As automotive interiors become more digital, networked and
software-controlled, lighting is moving closer to
displays, sensors, user interfaces and zonal E/E architectures. Robert
Isele, General Manager and CEO of Inova Semiconductors, has spent decades in
the automotive industry, including at BMW Group, where he worked on display
technologies, driver information system architectures and interior lighting.
Since the beginning of 2024, he has been leading Inova Semiconductors, a
company focused on technologies for advanced display and lighting applications
as well as high-speed automotive data transmission.
At the Automotive Lighting
Conference in Munich on 30 June 2026, Isele will give an update on the
ISELED Alliance and its outlook.
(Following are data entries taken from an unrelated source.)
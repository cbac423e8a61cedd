use chrono::{DateTime, Utc};
use serde::{Deserialize, Serialize};
use sqlx::FromRow;

#[derive(Debug, Clone, FromRow)]
pub struct Activity {
    pub id: i32,
    pub name: String,
    pub user_id: i32,
    pub notification_text: String,
    pub status: bool,
    pub created_at: DateTime<Utc>,
    pub updated_at: DateTime<Utc>,
}

fn default_status() -> bool {
    true
}

#[derive(Debug, Clone, Deserialize)]
pub struct NewActivity {
    pub name: String,
    #[serde(default)]
    pub notification_text: String,
    #[serde(default = "default_status")]
    pub status: bool,
}

#[derive(Debug, Clone, Default, Deserialize)]
pub struct ActivityPatch {
    pub name: Option<String>,
    pub notification_text: Option<String>,
    pub status: Option<bool>,
}

impl ActivityPatch {
    pub fn apply(self, activity: &mut Activity) {
        if let Some(name) = self.name {
            activity.name = name;
        }
        if let Some(text) = self.notification_text {
            activity.notification_text = text;
        }
        if let Some(status) = self.status {
            activity.status = status;
        }
    }
}

#[derive(Debug, Clone, Serialize, PartialEq)]
pub struct ActivityView {
    pub id: i32,
    pub name: String,
    pub user_id: i32,
    pub notification_text: String,
    pub status: bool,
}

impl From<&Activity> for ActivityView {
    fn from(activity: &Activity) -> Self {
        Self {
            id: activity.id,
            name: activity.name.clone(),
            user_id: activity.user_id,
            notification_text: activity.notification_text.clone(),
            status: activity.status,
        }
    }
}

/// `{id, name}` pair used for related activities and profile listings
#[derive(Debug, Clone, Serialize, Deserialize, FromRow, PartialEq)]
pub struct RelatedActivity {
    pub id: i32,
    pub name: String,
}

#[derive(Debug, Clone, Serialize)]
pub struct ActivityFull {
    #[serde(flatten)]
    pub activity: ActivityView,
    pub related_activities: Vec<RelatedActivity>,
}
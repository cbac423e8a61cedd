use axum::Extension;
use serde_json::{json, Value};

use crate::middleware::{ApiResponse, ApiResult, CurrentUser};

/// GET /api/pages/Profile
pub async fn profile_get() -> ApiResult<Value> {
    Ok(ApiResponse::success(json!({ "redirect_url": "/profile" })))
}

/// GET /api/pages/get_username
pub async fn username_get(Extension(current): Extension<CurrentUser>) -> ApiResult<Value> {
    Ok(ApiResponse::success(json!({ "userName": current.0.username })))
}
// handlers/protected/mod.rs - Protected handlers (JWT authentication required)
//
// Every route here sits behind `jwt_auth_middleware`, which rejects the
// request with 401 unless it carries a valid access token for an existing
// user.

pub mod activities;
pub mod charts;
pub mod entries;
pub mod friends;
pub mod pages;
pub mod users;
use chrono::{Duration, Utc};
use jsonwebtoken::{decode, encode, Algorithm, DecodingKey, EncodingKey, Header, Validation};
use serde::{Deserialize, Serialize};
use sha2::{Digest, Sha256};
use thiserror::Error;
use uuid::Uuid;

use crate::config::SecurityConfig;
use crate::database::models::User;

#[derive(Debug, Error)]
pub enum AuthError {
    #[error("incorrect username or password")]
    InvalidCredentials,

    #[error("missing bearer token")]
    MissingToken,

    #[error("invalid token: {0}")]
    InvalidToken(String),

    #[error("token is not of the expected kind")]
    WrongTokenKind,

    #[error("refresh token was revoked or rotated")]
    RevokedToken,

    #[error("user no longer matches token")]
    UnknownUser,

    #[error("token generation failed: {0}")]
    TokenGeneration(String),
}

#[derive(Debug, Clone, Copy, PartialEq, Eq, Serialize, Deserialize)]
#[serde(rename_all = "lowercase")]
pub enum TokenKind {
    Access,
    Refresh,
}

#[derive(Debug, Clone, Serialize, Deserialize)]
pub struct Claims {
    /// Username at issue time
    pub sub: String,
    pub uid: i32,
    pub kind: TokenKind,
    pub exp: i64,
    pub iat: i64,
    /// Makes tokens issued within the same second distinct
    pub jti: Uuid,
}

#[derive(Debug, Clone, Serialize, Deserialize)]
pub struct TokenPair {
    pub access_token: String,
    pub refresh_token: String,
    pub token_type: String,
}

/// Signs and validates tokens with the configured shared secret
pub struct TokenService {
    algorithm: Algorithm,
    encoding_key: EncodingKey,
    decoding_key: DecodingKey,
    access_ttl: Duration,
    refresh_ttl: Duration,
}

impl TokenService {
    pub fn from_config(config: &SecurityConfig) -> Self {
        Self {
            algorithm: config.algorithm,
            encoding_key: EncodingKey::from_secret(config.secret_key.as_bytes()),
            decoding_key: DecodingKey::from_secret(config.secret_key.as_bytes()),
            access_ttl: Duration::minutes(config.access_token_expire_minutes),
            refresh_ttl: Duration::days(config.refresh_token_expire_days),
        }
    }

    fn issue(&self, user: &User, kind: TokenKind) -> Result<String, AuthError> {
        let now = Utc::now();
        let ttl = match kind {
            TokenKind::Access => self.access_ttl,
            TokenKind::Refresh => self.refresh_ttl,
        };
        let claims = Claims {
            sub: user.username.clone(),
            uid: user.id,
            kind,
            exp: (now + ttl).timestamp(),
            iat: now.timestamp(),
            jti: Uuid::new_v4(),
        };

        encode(&Header::new(self.algorithm), &claims, &self.encoding_key)
            .map_err(|e| AuthError::TokenGeneration(e.to_string()))
    }

    pub fn issue_pair(&self, user: &User) -> Result<TokenPair, AuthError> {
        Ok(TokenPair {
            access_token: self.issue(user, TokenKind::Access)?,
            refresh_token: self.issue(user, TokenKind::Refresh)?,
            token_type: "bearer".to_string(),
        })
    }

    /// Validate signature and expiry, then check the token is of `expected` kind
    pub fn decode(&self, token: &str, expected: TokenKind) -> Result<Claims, AuthError> {
        let mut validation = Validation::new(self.algorithm);
        validation.leeway = 0;

        let data = decode::<Claims>(token, &self.decoding_key, &validation)
            .map_err(|e| AuthError::InvalidToken(e.to_string()))?;

        if data.claims.kind != expected {
            return Err(AuthError::WrongTokenKind);
        }
        Ok(data.claims)
    }
}

/// Hex SHA-256 of a refresh token, the only form kept in the database
pub fn refresh_token_digest(token: &str) -> String {
    format!("{:x}", Sha256::digest(token.as_bytes()))
}
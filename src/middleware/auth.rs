use axum::{
    extract::{Request, State},
    http::{header, HeaderMap},
    middleware::Next,
    response::Response,
};

use crate::auth::{AuthError, TokenKind};
use crate::database::models::User;
use crate::database::Repository;
use crate::error::ApiError;
use crate::state::AppState;

/// Authenticated user resolved from the bearer access token
#[derive(Clone, Debug)]
pub struct CurrentUser(pub User);

impl CurrentUser {
    pub fn id(&self) -> i32 {
        self.0.id
    }
}

/// Validates the bearer token and loads its user into the request extensions
pub async fn jwt_auth_middleware(
    State(state): State<AppState>,
    mut request: Request,
    next: Next,
) -> Result<Response, ApiError> {
    let token = extract_jwt_from_headers(request.headers())?;
    let claims = state.tokens.decode(token, TokenKind::Access)?;

    let user = Repository::<User>::new("users", "User", state.pool.clone())
        .select_one(claims.uid)
        .await?;

    // A renamed or deleted user invalidates outstanding tokens
    let user = match user {
        Some(user) if user.username == claims.sub => user,
        _ => {
            tracing::warn!("Token for user {} ({}) no longer matches a user", claims.uid, claims.sub);
            return Err(AuthError::UnknownUser.into());
        }
    };

    tracing::debug!("Authenticated user {}", user.username);
    request.extensions_mut().insert(CurrentUser(user));

    Ok(next.run(request).await)
}

fn extract_jwt_from_headers(headers: &HeaderMap) -> Result<&str, AuthError> {
    let value = headers
        .get(header::AUTHORIZATION)
        .ok_or(AuthError::MissingToken)?
        .to_str()
        .map_err(|_| AuthError::InvalidToken("non-ascii Authorization header".into()))?;

    match value.strip_prefix("Bearer ").map(str::trim) {
        Some(token) if !token.is_empty() => Ok(token),
        Some(_) => Err(AuthError::MissingToken),
        None => Err(AuthError::InvalidToken("Authorization header must use Bearer scheme".into())),
    }
}
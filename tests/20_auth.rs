mod common;

use activity_tracker_api::auth::TokenService;
use activity_tracker_api::database::models::User;
use anyhow::Result;
use reqwest::{header, StatusCode};
use serde_json::{json, Value};

fn token_user() -> User {
    User {
        id: 1,
        name: "Ghost".into(),
        username: "ghost".into(),
        chat_id: None,
        password: String::new(),
        nick: None,
        refresh_token_hash: None,
        created_at: chrono::Utc::now(),
        updated_at: chrono::Utc::now(),
    }
}

#[tokio::test]
async fn protected_routes_require_token() -> Result<()> {
    let server = common::TestServer::spawn().await?;
    let client = reqwest::Client::new();

    for path in ["/api/friends", "/api/activities", "/api/pages/get_username", "/api/users/1"] {
        let res = client.get(server.url(path)).send().await?;
        assert_eq!(res.status(), StatusCode::UNAUTHORIZED, "{path}");
        assert_eq!(res.headers()[header::WWW_AUTHENTICATE], "Bearer");

        let body: Value = res.json().await?;
        assert_eq!(body["error"], true);
        assert_eq!(body["code"], "UNAUTHORIZED");
    }

    let res = client
        .post(server.url("/api/charts/data_for_chart"))
        .json(&json!({ "id": 1, "StatusView": false }))
        .send()
        .await?;
    assert_eq!(res.status(), StatusCode::UNAUTHORIZED);
    Ok(())
}

#[tokio::test]
async fn malformed_tokens_are_rejected() -> Result<()> {
    let server = common::TestServer::spawn().await?;
    let client = reqwest::Client::new();

    for value in ["Bearer not-a-jwt", "Basic Z2hvc3Q6cHc=", "Bearer "] {
        let res = client
            .get(server.url("/api/activities"))
            .header(header::AUTHORIZATION, value)
            .send()
            .await?;
        assert_eq!(res.status(), StatusCode::UNAUTHORIZED, "{value}");
        let body: Value = res.json().await?;
        assert_eq!(body["message"], "Could not validate credentials");
    }
    Ok(())
}

#[tokio::test]
async fn refresh_token_cannot_authorize_requests() -> Result<()> {
    let server = common::TestServer::spawn().await?;
    let pair = TokenService::from_config(&server.config.security).issue_pair(&token_user())?;

    let res = reqwest::Client::new()
        .get(server.url("/api/activities"))
        .bearer_auth(&pair.refresh_token)
        .send()
        .await?;
    assert_eq!(res.status(), StatusCode::UNAUTHORIZED);
    Ok(())
}

#[tokio::test]
async fn token_signed_elsewhere_is_rejected() -> Result<()> {
    let server = common::TestServer::spawn().await?;
    let mut security = server.config.security.clone();
    security.secret_key = "another-secret".into();
    let pair = TokenService::from_config(&security).issue_pair(&token_user())?;

    let client = reqwest::Client::new();
    let res = client
        .get(server.url("/api/activities"))
        .bearer_auth(&pair.access_token)
        .send()
        .await?;
    assert_eq!(res.status(), StatusCode::UNAUTHORIZED);

    let res = client
        .post(server.url(&format!("/api/users/refresh?refresh_token={}", pair.refresh_token)))
        .send()
        .await?;
    assert_eq!(res.status(), StatusCode::UNAUTHORIZED);
    let body: Value = res.json().await?;
    assert_eq!(body["message"], "Could not validate credentials");
    Ok(())
}
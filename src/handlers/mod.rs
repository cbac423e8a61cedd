// handlers/mod.rs - Two handler tiers
//
// Public (no auth) handlers issue tokens and serve the landing page.
// Protected handlers run behind `jwt_auth_middleware` and receive the
// authenticated user as `Extension<CurrentUser>`.

pub mod protected;
pub mod public;
use sqlx::PgPool;
use tracing::info;

use super::{ServiceError, ServiceResult};
use crate::database::models::{Activity, ActivityFull, ActivityPatch, ActivityView, NewActivity, RelatedActivity};
use crate::database::Repository;

pub struct ActivityService {
    pool: PgPool,
    activities: Repository<Activity>,
}

impl ActivityService {
    pub fn new(pool: PgPool) -> Self {
        Self {
            activities: Repository::new("activities", "Activity", pool.clone()),
            pool,
        }
    }

    /// Load an activity that `owner_id` may modify: 404 when missing, 403 when foreign
    pub async fn owned(&self, owner_id: i32, id: i32) -> ServiceResult<Activity> {
        let activity = self.activities.select_404(id).await?;
        ensure_owner(&activity, owner_id)?;
        Ok(activity)
    }

    /// New activity owned by `owner_id`, also placed on the owner's profile
    pub async fn create(&self, owner_id: i32, new: NewActivity) -> ServiceResult<ActivityView> {
        let mut tx = self.pool.begin().await?;

        let activity = sqlx::query_as::<_, Activity>(
            "INSERT INTO activities (name, user_id, notification_text, status)
             VALUES ($1, $2, $3, $4)
             RETURNING *",
        )
        .bind(&new.name)
        .bind(owner_id)
        .bind(&new.notification_text)
        .bind(new.status)
        .fetch_one(&mut *tx)
        .await?;

        sqlx::query("INSERT INTO user_activities (user_id, activity_id) VALUES ($1, $2)")
            .bind(owner_id)
            .bind(activity.id)
            .execute(&mut *tx)
            .await?;

        tx.commit().await?;

        info!("User {} created activity {} ({})", owner_id, activity.name, activity.id);
        Ok(ActivityView::from(&activity))
    }

    pub async fn get_full(&self, id: i32) -> ServiceResult<ActivityFull> {
        let activity = self.activities.select_404(id).await?;
        Ok(ActivityFull {
            activity: ActivityView::from(&activity),
            related_activities: self.related(id).await?,
        })
    }

    pub async fn related(&self, id: i32) -> ServiceResult<Vec<RelatedActivity>> {
        let related = sqlx::query_as::<_, RelatedActivity>(
            "SELECT a.id, a.name
             FROM activity_links l
             JOIN activities a ON a.id = l.activity_two_id
             WHERE l.activity_one_id = $1
             ORDER BY a.id",
        )
        .bind(id)
        .fetch_all(&self.pool)
        .await?;
        Ok(related)
    }

    /// Activities owned by `owner_id`, optionally only those with the given status
    pub async fn list_own(&self, owner_id: i32, status: Option<bool>) -> ServiceResult<Vec<ActivityView>> {
        let activities = sqlx::query_as::<_, Activity>(
            "SELECT * FROM activities
             WHERE user_id = $1 AND ($2::BOOLEAN IS NULL OR status = $2)
             ORDER BY id",
        )
        .bind(owner_id)
        .bind(status)
        .fetch_all(&self.pool)
        .await?;

        Ok(activities.iter().map(ActivityView::from).collect())
    }

    pub async fn update(&self, owner_id: i32, id: i32, patch: ActivityPatch) -> ServiceResult<ActivityView> {
        let mut activity = self.owned(owner_id, id).await?;
        patch.apply(&mut activity);

        let activity = sqlx::query_as::<_, Activity>(
            "UPDATE activities
             SET name = $1, notification_text = $2, status = $3, updated_at = now()
             WHERE id = $4
             RETURNING *",
        )
        .bind(&activity.name)
        .bind(&activity.notification_text)
        .bind(activity.status)
        .bind(id)
        .fetch_one(&self.pool)
        .await?;

        Ok(ActivityView::from(&activity))
    }

    /// Entries, links and profile rows go with it
    pub async fn delete(&self, owner_id: i32, id: i32) -> ServiceResult<()> {
        self.owned(owner_id, id).await?;
        self.activities.delete_one(id).await?;
        info!("User {} deleted activity {}", owner_id, id);
        Ok(())
    }

    /// Relate two activities in both directions. Only the owner of `id` may link.
    pub async fn link(&self, owner_id: i32, id: i32, related_id: i32) -> ServiceResult<ActivityFull> {
        if id == related_id {
            return Err(ServiceError::BadRequest("An activity cannot be related to itself".into()));
        }
        self.owned(owner_id, id).await?;
        self.activities.select_404(related_id).await?;

        let mut tx = self.pool.begin().await?;
        for (one, two) in [(id, related_id), (related_id, id)] {
            sqlx::query(
                "INSERT INTO activity_links (activity_one_id, activity_two_id)
                 VALUES ($1, $2) ON CONFLICT DO NOTHING",
            )
            .bind(one)
            .bind(two)
            .execute(&mut *tx)
            .await?;
        }
        tx.commit().await?;

        self.get_full(id).await
    }

    pub async fn unlink(&self, owner_id: i32, id: i32, related_id: i32) -> ServiceResult<ActivityFull> {
        self.owned(owner_id, id).await?;

        let removed = sqlx::query(
            "DELETE FROM activity_links
             WHERE (activity_one_id = $1 AND activity_two_id = $2)
                OR (activity_one_id = $2 AND activity_two_id = $1)",
        )
        .bind(id)
        .bind(related_id)
        .execute(&self.pool)
        .await?;

        if removed.rows_affected() == 0 {
            return Err(ServiceError::NotFound(format!(
                "Activity {related_id} is not related to activity {id}"
            )));
        }
        self.get_full(id).await
    }
}

pub(crate) fn ensure_owner(activity: &Activity, owner_id: i32) -> ServiceResult<()> {
    if activity.user_id == owner_id {
        Ok(())
    } else {
        Err(ServiceError::Forbidden(format!("Activity {} belongs to another user", activity.id)))
    }
}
Ahead of the event, we spoke with him about
why scalable digital lighting is becoming an
architectural question, where current vehicle architectures still fall
short and how open ecosystems can help bring intelligent lighting into series
production.
Looking
ahead three to five years, what will be the biggest bottleneck in scaling
dynamic digital interior lighting across future vehicle architectures?
The biggest
bottleneck will not be the LED component itself. It will be the architecture
around it. Dynamic interior lighting is moving from a simple decorative feature
to a software-controlled, functional part of the vehicle experience. In future
vehicles, lighting will need to interact with displays, sensors,
driver-assistance functions, user interfaces and zonal
E/E architectures. This requires seamless, reliable and fully
transparent communication, synchronization, diagnostics, calibration on the
edge across a large number of smart light elements.
From Inova’s perspective,
scalability will depend on whether the industry manages to treat digital
lighting as part of the vehicle architecture, rather than as a stand-alone
feature added late in each vehicle program. Without standardised building
blocks, open interfaces and efficient network concepts, complexity, wiring
effort, validation cost and software integration will become limiting factors.
Another important aspect is supply-chain robustness. Digital lighting will
become a high-volume architectural element, not a niche feature. Therefore,
OEMs and Tier 1s need technologies that are not only technically scalable, but
also industrially scalable. This is one of the reasons why Inova has built
ISELED around a multi-source and ecosystem strategy. Today, our wafer supply is
supported by established foundry partners, including GlobalFoundries and
Samsung Foundry.
This gives customers a more resilient supply chain, reduces
dependency on a single manufacturing path and supports regional flexibility in
a geopolitically more complex world. With more than 500 million ISELED devices
already in the field and strong further growth expected, the technology has
moved well beyond the proof-of-concept phase. The key question for the next
three to five years is therefore not whether digital lighting works, but how
the industry scales it reliably across platforms, regions and vehicle segments.
Speed makes the difference: ready-to-use components and a strong supply base
accelerate time to market.
Which
decision being made today will most strongly determine whether interior
lighting becomes a standardized architecture element or remains a highly
customized feature in each vehicle program?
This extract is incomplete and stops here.